Saturday, September 05, 2015

It's Saturday...Learn to Moonwalk

Look, I know you'll be spending most of the day glued to your TV sets watching C-SPAN's coverage of the National Book Festival...or college football. But before you get all sedentary, you could learn to Moonwalk.



But, if you prefer sedentary, you can watch the first time Michael Jackson publicly performed the Moonwalk, during the big Motown twenty-fifth anniversary show in 1983.



Or, you can simply read about the Moonwalk here. Interesting to note from the Wikipedia entry on the Moonwalk dance move:
There are many recorded instances of the moonwalk; similar steps are reported as far back as 1932, used by Cab Calloway.[5] In 1985, Calloway said that the move was called "The Buzz" when he and others performed it in the 1930s.[6][7]

In 1944, Judy Garland and Margaret O'Brien featured the move in their performance of "Under the Bamboo Tree" in Meet Me In St. Louis.[8]

In 1955, it was recorded in a performance by tap dancer Bill Bailey. He performs a tap routine, and at the end, backslides into the wings.[9] The French mime artist Marcel Marceau used it throughout his career (from the 1940s through the 1980s), as part of the drama of his mime routines. In Marceau's "Walking Against the Wind" routine, he pretends to be pushed backwards by a gust of wind.[10]

In the 1950s, Dick Van Dyke performed a similar variation of the moonwalk and camel walk in his comedy routine called "Mailing A Letter On A Windy Corner".

In 1958, Mexican dancer-comedian Adalberto Martinez "Resortes" also performed the moonwalk in the film Colegio de Verano (Summer School)...

Choreographer Bob Fosse moonwalks in his role as the Snake in the 1974 film "The Little Prince". 2[13]

James Brown used the move[14] and can be seen performing it in the 1980 film The Blues Brothers. Another early moonwalker was popper and singer Jeffrey Daniel, who moonwalked in a performance of Shalamar's "A Night To Remember" on Top of the Pops in the UK in 1982[15] and was known to perform backslides in public performances (including weekly Soul Train episodes) as far back as 1974. Michael Jackson was a fan of Jeffrey Daniel's dancing and would eventually seek him out.

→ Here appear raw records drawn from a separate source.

//! In-memory fakes for the per-cluster capability traits.
//!
//! Every fake records the calls made against it so tests can assert on the
//! exact sequence of API operations, and supports failure injection for the
//! error paths (unreachable clusters, version conflicts, create races).

use fleet_replicator::cluster::{
    ApiError, BoxApiFuture, DeploymentApi, RolloutApi, StateRegistryMirror, TrafficRoutingApi,
    WorkloadHooks,
};
use fleet_replicator::resource::TrafficRoutingResource;
use fleet_replicator::workload::{Deployment, Rollout};
use std::collections::HashMap;
use std::sync::atomic::{AtomicBool, AtomicU64, AtomicUsize, Ordering};
use std::sync::Mutex;

/// In-memory traffic-routing store with optimistic-concurrency semantics.
#[derive(Default)]
pub struct FakeTrafficApi {
    store: Mutex<HashMap<(String, String), TrafficRoutingResource>>,
    calls: Mutex<Vec<String>>,
    version_counter: AtomicU64,
    unreachable: AtomicBool,
    /// Number of upcoming updates that fail with `Conflict` regardless of
    /// the resource version carried.
    forced_conflicts: AtomicUsize,
    /// Number of upcoming gets that fail with a generic API error.
    forced_get_failures: AtomicUsize,
}

impl FakeTrafficApi {
    pub fn new() -> Self {
        Self::default()
    }

    /// Put a resource into the store directly, bypassing call recording.
    pub fn seed(&self, mut resource: TrafficRoutingResource) {
        resource.resource_version = self.next_version();
        self.store.lock().unwrap().insert(
            (resource.namespace.clone(), resource.name.clone()),
            resource,
        );
    }

    pub fn stored(&self, namespace: &str, name: &str) -> Option<TrafficRoutingResource> {
        self.store
            .lock()
            .unwrap()
            .get(&(namespace.to_string(), name.to_string()))
            .cloned()
    }

    pub fn stored_names(&self, namespace: &str) -> Vec<String> {
        let mut names: Vec<String> = self
            .store
            .lock()
            .unwrap()
            .keys()
            .filter(|(ns, _)| ns == namespace)
            .map(|(_, name)| name.clone())
            .collect();
        names.sort();
        names
    }

    pub fn calls(&self) -> Vec<String> {
        self.calls.lock().unwrap().clone()
    }

    pub fn set_unreachable(&self, unreachable: bool) {
        self.unreachable.store(unreachable, Ordering::SeqCst);
    }

    pub fn inject_conflicts(&self, count: usize) {
        self.forced_conflicts.store(count, Ordering::SeqCst);
    }

    pub fn inject_get_failures(&self, count: usize) {
        self.forced_get_failures.store(count, Ordering::SeqCst);
    }

    fn next_version(&self) -> String {
        (self.version_counter.fetch_add(1, Ordering::SeqCst) + 1).to_string()
    }

    fn record(&self, call: String) {
        self.calls.lock().unwrap().push(call);
    }

    fn check_reachable(&self) -> Result<(), ApiError> {
        if self.unreachable.load(Ordering::SeqCst) {
            Err(ApiError::unreachable(
                "lookup fake-cluster.mesh.internal: no such host",
            ))
        } else {
            Ok(())
        }
    }

    fn consume(counter: &AtomicUsize) -> bool {
        counter
            .fetch_update(Ordering::SeqCst, Ordering::SeqCst, |n| n.checked_sub(1))
            .is_ok()
    }
}

impl TrafficRoutingApi for FakeTrafficApi {
    fn get(&self, namespace: &str, name: &str) -> BoxApiFuture<'_, TrafficRoutingResource> {
        self.record(format!("get {namespace}/{name}"));
        let result = self.check_reachable().and_then(|_| {
            if Self::consume(&self.forced_get_failures) {
                return Err(ApiError::api("injected get failure"));
            }
            self.stored(namespace, name).ok_or(ApiError::NotFound)
        });
        Box::pin(async move { result })
    }

    fn create(&self, resource: TrafficRoutingResource) -> BoxApiFuture<'_, TrafficRoutingResource> {
        self.record(format!("create {}/{}", resource.namespace, resource.name));
        let result = self.check_reachable().and_then(|_| {
            let key = (resource.namespace.clone(), resource.name.clone());
            let mut store = self.store.lock().unwrap();
            if store.contains_key(&key) {
                return Err(ApiError::AlreadyExists);
            }
            let mut created = resource;
            created.resource_version = self.next_version();
            store.insert(key, created.clone());
            Ok(created)
        });
        Box::pin(async move { result })
    }

    fn update(&self, resource: TrafficRoutingResource) -> BoxApiFuture<'_, TrafficRoutingResource> {
        self.record(format!("update {}/{}", resource.namespace, resource.name));
        let result = self.check_reachable().and_then(|_| {
            if Self::consume(&self.forced_conflicts) {
                return Err(ApiError::Conflict);
            }
            let key = (resource.namespace.clone(), resource.name.clone());
            let mut store = self.store.lock().unwrap();
            let current = store.get(&key).ok_or(ApiError::NotFound)?;
            if current.resource_version != resource.resource_version {
                return Err(ApiError::Conflict);
            }
            let mut updated = resource;
            updated.resource_version = self.next_version();
            store.insert(key, updated.clone());
            Ok(updated)
        });
        Box::pin(async move { result })
    }

    fn delete(&self, namespace: &str, name: &str) -> BoxApiFuture<'_, ()> {
        self.record(format!("delete {namespace}/{name}"));
        let result = self.check_reachable().and_then(|_| {
            let key = (namespace.to_string(), name.to_string());
            if self.store.lock().unwrap().remove(&key).is_some() {
                Ok(())
            } else {
                Err(ApiError::NotFound)
            }
        });
        Box::pin(async move { result })
    }
}

/// Rollout listing and cache fake.
#[derive(Default)]
pub struct FakeRolloutApi {
    rollouts: Mutex<Vec<Rollout>>,
    cached: Mutex<HashMap<(String, String), Rollout>>,
    list_error: Mutex<Option<ApiError>>,
}

impl FakeRolloutApi {
    pub fn new() -> Self {
        Self::default()
    }

    pub fn add_rollout(&self, rollout: Rollout) {
        self.rollouts.lock().unwrap().push(rollout);
    }

    pub fn cache(&self, identity: &str, env: &str, rollout: Rollout) {
        self.cached
            .lock()
            .unwrap()
            .insert((identity.to_string(), env.to_string()), rollout);
    }

    pub fn fail_list_with(&self, error: ApiError) {
        *self.list_error.lock().unwrap() = Some(error);
    }
}

impl RolloutApi for FakeRolloutApi {
    fn list(&self, namespace: &str) -> BoxApiFuture<'_, Vec<Rollout>> {
        let result = match self.list_error.lock().unwrap().clone() {
            Some(e) => Err(e),
            None => Ok(self
                .rollouts
                .lock()
                .unwrap()
                .iter()
                .filter(|r| r.namespace == namespace)
                .cloned()
                .collect()),
        };
        Box::pin(async move { result })
    }

    fn get_cached(&self, identity: &str, env: &str) -> Option<Rollout> {
        self.cached
            .lock()
            .unwrap()
            .get(&(identity.to_string(), env.to_string()))
            .cloned()
    }
}

/// Deployment cache fake.
#[derive(Default)]
pub struct FakeDeploymentApi {
    cached: Mutex<HashMap<(String, String), Deployment>>,
}

impl FakeDeploymentApi {
    pub fn new() -> Self {
        Self::default()
    }

    pub fn cache(&self, identity: &str, env: &str, deployment: Deployment) {
        self.cached
            .lock()
            .unwrap()
            .insert((identity.to_string(), env.to_string()), deployment);
    }
}

impl DeploymentApi for FakeDeploymentApi {
    fn get_cached(&self, identity: &str, env: &str) -> Option<Deployment> {
        self.cached
            .lock()
            .unwrap()
            .get(&(identity.to_string(), env.to_string()))
            .cloned()
    }
}

/// Recording workload hook fake.
#[derive(Default)]
pub struct FakeHooks {
    rollout_updates: Mutex<Vec<(String, String)>>,
    deployment_updates: Mutex<Vec<(String, String)>>,
    fail_rollout_updates: AtomicBool,
}

impl FakeHooks {
    pub fn new() -> Self {
        Self::default()
    }

    pub fn rollout_updates(&self) -> Vec<(String, String)> {
        self.rollout_updates.lock().unwrap().clone()
    }

    pub fn deployment_updates(&self) -> Vec<(String, String)> {
        self.deployment_updates.lock().unwrap().clone()
    }

    pub fn fail_rollout_updates(&self) {
        self.fail_rollout_updates.store(true, Ordering::SeqCst);
    }
}

impl WorkloadHooks for FakeHooks {
    fn rollout_updated(&self, cluster: &str, rollout: Rollout) -> BoxApiFuture<'_, ()> {
        self.rollout_updates
            .lock()
            .unwrap()
            .push((cluster.to_string(), rollout.name.clone()));
        let result = if self.fail_rollout_updates.load(Ordering::SeqCst) {
            Err(ApiError::api("injected rollout hook failure"))
        } else {
            Ok(())
        };
        Box::pin(async move { result })
    }

    fn deployment_updated(&self, cluster: &str, deployment: Deployment) -> BoxApiFuture<'_, ()> {
        self.deployment_updates
            .lock()
            .unwrap()
            .push((cluster.to_string(), deployment.name.clone()));
        Box::pin(async move { Ok(()) })
    }
}

/// Recording state-registry mirror fake.
#[derive(Default)]
pub struct FakeStateRegistry {
    puts: Mutex<Vec<(String, String, String)>>,
    deletes: Mutex<Vec<(String, String, String)>>,
}

impl FakeStateRegistry {
    pub fn new() -> Self {
        Self::default()
    }

    /// `(cluster, name, resource_kind)` triples from put calls.
    pub fn puts(&self) -> Vec<(String, String, String)> {
        self.puts.lock().unwrap().clone()
    }

    pub fn deletes(&self) -> Vec<(String, String, String)> {
        self.deletes.lock().unwrap().clone()
    }
}

impl StateRegistryMirror for FakeStateRegistry {
    fn put_custom_data(
        &self,
        cluster: &str,
        _namespace: &str,
        name: &str,
        resource_kind: &str,
        _transaction_id: &str,
        _resource: &TrafficRoutingResource,
    ) -> BoxApiFuture<'_, ()> {
        self.puts.lock().unwrap().push((
            cluster.to_string(),
            name.to_string(),
            resource_kind.to_string(),
        ));
        Box::pin(async move { Ok(()) })
    }

    fn delete_custom_data(
        &self,
        cluster: &str,
        _namespace: &str,
        name: &str,
        resource_kind: &str,
        _transaction_id: &str,
    ) -> BoxApiFuture<'_, ()> {
        self.deletes.lock().unwrap().push((
            cluster.to_string(),
            name.to_string(),
            resource_kind.to_string(),
        ));
        Box::pin(async move { Ok(()) })
    }
}
//! # Fleet Replicator
//!
//! An event-driven engine that replicates mesh traffic-routing resources
//! across a fleet of clusters. A watcher in each source cluster feeds
//! add/update/delete events into a per-cluster [`handler::ResourceHandler`],
//! which filters, classifies, and fans the event out to every target cluster
//! that needs a copy.
//!
//! ## Architecture
//!
//! ```text
//! watcher events
//!       |
//!       v
//! +------------------+     +---------------------+
//! | ResourceHandler  | --> | canary resolver     |  rollout-owned? stop
//! | gate + dispatch  |     +---------------------+
//! |                  | --> | custom processor    |  hand-authored? re-trigger
//! +------------------+     +---------------------+
//!       |
//!       v  one task per target cluster
//! +------------------+     +---------------------+
//! | fan-out engine   | --> | per-cluster         |  rename, rewrite routes,
//! | join + aggregate |     | reconciler          |  create/update/delete
//! +------------------+     +---------------------+
//! ```
//!
//! ## Guarantees
//!
//! - **Idempotent**: replaying any event against a converged fleet is a
//!   no-op. There is no in-process retry loop beyond the conflict engine;
//!   the next resync repairs partial failures.
//! - **Isolated failures**: each target cluster is synced in its own task
//!   with its own copy of the resource. A dead or failing cluster is logged
//!   and skipped, never blocking the healthy fleet.
//! - **Deterministic naming**: every replicated copy is named
//!   `{source_namespace}-{source_name}` in one shared sync namespace.
//!
//! ## Quick Start
//!
//! ```rust,no_run
//! use fleet_replicator::config::ReplicatorConfig;
//! use fleet_replicator::handler::ResourceHandler;
//! use fleet_replicator::registry::FleetRegistry;
//! use std::sync::atomic::AtomicBool;
//! use std::sync::Arc;
//!
//! # fn hooks() -> Arc<dyn fleet_replicator::cluster::WorkloadHooks> { unimplemented!() }
//! let registry = Arc::new(FleetRegistry::new());
//! let config = Arc::new(ReplicatorConfig {
//!     sync_namespace: "mesh-sync".into(),
//!     ..Default::default()
//! });
//! let read_only = Arc::new(AtomicBool::new(false));
//! let handler = ResourceHandler::new(registry, config, "east-1", hooks(), read_only)?;
//! # Ok::<(), fleet_replicator::error::ReplicationError>(())
//! ```

pub mod canary;
pub mod cluster;
pub mod config;
pub mod error;
pub mod fanout;
pub mod handler;
pub mod metrics;
pub mod processor;
pub mod reconciler;
pub mod registry;
pub mod resource;
pub mod workload;

pub use cluster::{ApiError, ApiResult, ClusterHandle};
pub use config::ReplicatorConfig;
pub use error::{ReplicationError, Result};
pub use handler::ResourceHandler;
pub use registry::FleetRegistry;
pub use resource::{EventKind, TrafficRoutingResource};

Also in 1982, Debbie Allen performs a moonwalk during a scene with Gwen Verdon in Season 1, Episode 10 ("Come One, Come All") of the TV series Fame.[16]
So, it didn't start with Jackson. But he sent the mass popularity of the move, the buzz or the backslide, over the moon.

While you're learning the Moonwalk and all about its history, I'll be hard at work and prayer. After all, this is Serious Sermon Saturday.